The SC ruled that the computation of IRAs should consider all national taxes, and not just internal revenue collections of the Bureau of Internal Revenue (BIR).
These include collections by the Bureau of Customs, taxes collected in the Autonomous Region in Muslim Mindanao, taxes collected from the exploitation and development of national wealth and excise taxes from tobacco products, among others.
The Supreme Court said the adjusted amounts should be given to the LGUs starting with the 2022 budget cycle.
Earlier, the National Economic and Development Authority (NEDA) said the adjustment is estimated to increase the IRA to P300 billion starting 2022.
Socioeconomic Planning Secretary Ernesto Pernia warned that LGUs’ absorptive capacity must be improved, or this would pose a risk to the domestic economy.
In line with this, the Department of Budget and Management (DBM) earlier said it is conducting a study to prepare possible measures, ensuring that the ruling would not affect the country’s fiscal deficit.
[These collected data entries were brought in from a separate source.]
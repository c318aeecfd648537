//! CLI Exit Codes
//!
//! Every terminal calibration result has its own exit code, so scripts can
//! tell a denied command from a failed calibration without parsing output.

use crate::config::ConfigError;
use crate::core::result::SessionResult;
use std::process::ExitCode;

/// Exit code constants
#[derive(Debug, Clone, Copy, PartialEq, Eq)]
pub struct ExitCodes;

impl ExitCodes {
    /// Success
    pub const SUCCESS: u8 = 0;

    /// General error
    pub const ERROR: u8 = 1;

    /// Invalid arguments
    pub const INVALID_ARGS: u8 = 2;

    /// Calibration failed on the device
    pub const CALIBRATION_FAILED: u8 = 3;

    /// No acknowledgement, or overall deadline expired
    pub const TIMEOUT: u8 = 4;

    /// Calibration cancelled
    pub const CANCELLED: u8 = 5;

    /// Another calibration is running
    pub const BUSY: u8 = 6;

    /// Vehicle is armed
    pub const ARMED: u8 = 7;

    /// No vehicle
    pub const NO_DEVICE: u8 = 8;

    /// Link failure
    pub const CONNECTION_FAILED: u8 = 9;

    /// Command denied
    pub const COMMAND_DENIED: u8 = 10;

    /// Calibration not supported
    pub const UNSUPPORTED: u8 = 11;

    /// Configuration error
    pub const CONFIG_ERROR: u8 = 12;

    /// Unclassified failure reported by the vehicle
    pub const UNKNOWN_RESULT: u8 = 13;

    /// Internal error
    pub const INTERNAL_ERROR: u8 = 127;

    /// Every defined code, in ascending order
    pub const ALL: [u8; 15] = [0, 1, 2, 3, 4, 5, 6, 7, 8, 9, 10, 11, 12, 13, 127];
}

/// CLI operation result
#[derive(Debug)]
pub enum CliResult {
    /// Success with optional message
    Success(Option<String>),

    /// Error with code and message
    Error(u8, String),
}

impl CliResult {
    /// Plain success
    pub fn success() -> Self {
        Self::Success(None)
    }

    /// Success carrying a message
    pub fn success_with_message(msg: impl Into<String>) -> Self {
        Self::Success(Some(msg.into()))
    }

    /// Error with an explicit code
    pub fn error(code: u8, msg: impl Into<String>) -> Self {
        Self::Error(code, msg.into())
    }

    /// Timeout error
    pub fn timeout(msg: impl Into<String>) -> Self {
        Self::Error(ExitCodes::TIMEOUT, msg.into())
    }

    /// Invalid arguments error
    pub fn invalid_args(msg: impl Into<String>) -> Self {
        Self::Error(ExitCodes::INVALID_ARGS, msg.into())
    }

    /// Get exit code
    pub fn code(&self) -> u8 {
        match self {
            Self::Success(_) => ExitCodes::SUCCESS,
            Self::Error(code, _) => *code,
        }
    }

    /// Get message
    pub fn message(&self) -> Option<&str> {
        match self {
            Self::Success(Some(msg)) => Some(msg),
            Self::Error(_, msg) => Some(msg),
            _ => None,
        }
    }

    /// Convert to ExitCode
    pub fn to_exit_code(&self) -> ExitCode {
        ExitCode::from(self.code())
    }

    /// Is success?
    pub fn is_success(&self) -> bool {
        matches!(self, Self::Success(_))
    }
}

impl From<&SessionResult> for CliResult {
    fn from(result: &SessionResult) -> Self {
        let code = match result {
            SessionResult::Success => return Self::success_with_message(result.to_string()),
            SessionResult::Failed(_) => ExitCodes::CALIBRATION_FAILED,
            SessionResult::Cancelled => ExitCodes::CANCELLED,
            SessionResult::Busy => ExitCodes::BUSY,
            SessionResult::ArmedRejection => ExitCodes::ARMED,
            SessionResult::NoDevice => ExitCodes::NO_DEVICE,
            SessionResult::ConnectionError => ExitCodes::CONNECTION_FAILED,
            SessionResult::CommandDenied => ExitCodes::COMMAND_DENIED,
            SessionResult::Unsupported => ExitCodes::UNSUPPORTED,
            SessionResult::Timeout => ExitCodes::TIMEOUT,
            SessionResult::UnknownError => ExitCodes::UNKNOWN_RESULT,
            SessionResult::Next => ExitCodes::INTERNAL_ERROR,
        };
        Self::Error(code, result.to_string())
    }
}

impl From<ConfigError> for CliResult {
    fn from(err: ConfigError) -> Self {
        Self::Error(ExitCodes::CONFIG_ERROR, err.to_string())
    }
}

/// Exit code description
pub fn exit_code_description(code: u8) -> &'static str {
    match code {
        0 => "Success",
        1 => "General error",
        2 => "Invalid arguments",
        3 => "Calibration failed",
        4 => "Timeout",
        5 => "Calibration cancelled",
        6 => "Another calibration is running",
        7 => "Vehicle is armed",
        8 => "No vehicle",
        9 => "Connection error",
        10 => "Command denied",
        11 => "Calibration not supported",
        12 => "Configuration error",
        13 => "Unknown vehicle error",
        127 => "Internal error",
        _ => "Unknown error",
    }
}

/// Print exit code table
pub fn print_exit_codes() {
    println!("Exit Codes:");
    for code in ExitCodes::ALL {
        println!("  {:>3}  {}", code, exit_code_description(code));
    }
}
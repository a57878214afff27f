//! Media storage for Keel applications.
//!
//! Three interchangeable [`MediaStorage`](keel_core::storage::MediaStorage)
//! providers are available:
//! - [`LocalDiskStorage`] - files under a local directory, served by the app
//! - [`ObjectStoreStorage`] - a public object-store bucket
//! - [`HostedBlobStorage`] - a hosted blob service addressed by token
//!
//! [`StorageSelector`] picks one from configuration, once per process.

pub mod hosted_blob;
pub mod local;
pub mod object_store;
pub mod paths;
pub mod selector;

pub use hosted_blob::HostedBlobStorage;
pub use local::LocalDiskStorage;
pub use object_store::ObjectStoreStorage;
pub use selector::StorageSelector;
Budget Undersecretary Janet Abuel, for one, said LGUs must practice responsible management of fiscal resources, and improve delivery of programs and services.
She said the government is also identifying functions, programs and projects that may be “re-devolved” to the LGUs, such as agricultural extension services and social programs.
Meanwhile, the DBCC also flagged as fiscal risks the ballooning pension cost of military and uniformed personnel, as well as the proposed lowering of the optional retirement age of civil servants to 56.
“The lowering of the optional retirement age would have a negative impact on the actuarial life of the Social Insurance Fund (SIF) of the GSIS. Setting an earlier retirement age would shorten contributions (viz. less collections) and would lengthen the period of benefit payments (viz. more disbursements),” the DBCC said.
“This change in the basic design of the retirement package entails additional cost and would require an additional increase in reserves in order to preserve the actuarial life of the SIF,” it said.
Citing results of an actuarial study done by the GSIS, the DBCC said the proposed measure would cut the state pension fund’s life by 12 years to 2039 from the current 2051.
Meanwhile, the DBCC also warned of the possible downside risks to economic growth for 2020.
“On the external front, global expansion is expected to weaken in the next few years, partly due to the escalation of trade tensions between the United States and China,” the DBCC said.
Economic managers said the government should also remain on-guard against remaining inflation risks, such as volatility in the global oil market, agriculture supply bottlenecks, and exchange rate volatility.
“Moreover, recurring issues or bottlenecks can possibly delay the implementation of infrastructure projects in the pipeline,” they said.